• [What you are asked to do] Retype all of the data. Every line must match exactly.

• [Data supplied]
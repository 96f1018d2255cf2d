use clap::Args;

use crate::config::ConfigArgs;

#[derive(Args)]
pub struct ServerCommand {
    #[command(flatten)]
    pub config: ConfigArgs,
}
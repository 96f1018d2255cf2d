//! Local storage layout for downloaded models.

pub mod paths;

pub use paths::StoragePaths;
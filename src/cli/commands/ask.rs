use clap::Args;

use crate::config::ConfigArgs;

#[derive(Args)]
pub struct AskCommand {
    /// Passage containing the answer
    #[arg(long)]
    pub context: String,

    /// Question to answer
    #[arg(short, long)]
    pub question: String,

    #[command(flatten)]
    pub config: ConfigArgs,
}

• [Answer below]
repository 96f1018d2255cf2d
use clap::Args;

use crate::config::ConfigArgs;

#[derive(Args)]
pub struct ServerCommand {
    #[command(flatten)]
    pub config: ConfigArgs,
}
repository 96f1018d2255cf2d
//! Local storage layout for downloaded models.

pub mod paths;

pub use paths::StoragePaths;
filename src/cli/commands/ask.rs
use clap::Args;

use crate::config::ConfigArgs;

#[derive(Args)]
pub struct AskCommand {
    /// Passage containing the answer
    #[arg(long)]
    pub context: String,

    /// Question to answer
    #[arg(short, long)]
    pub question: String,

    #[command(flatten)]
    pub config: ConfigArgs,
}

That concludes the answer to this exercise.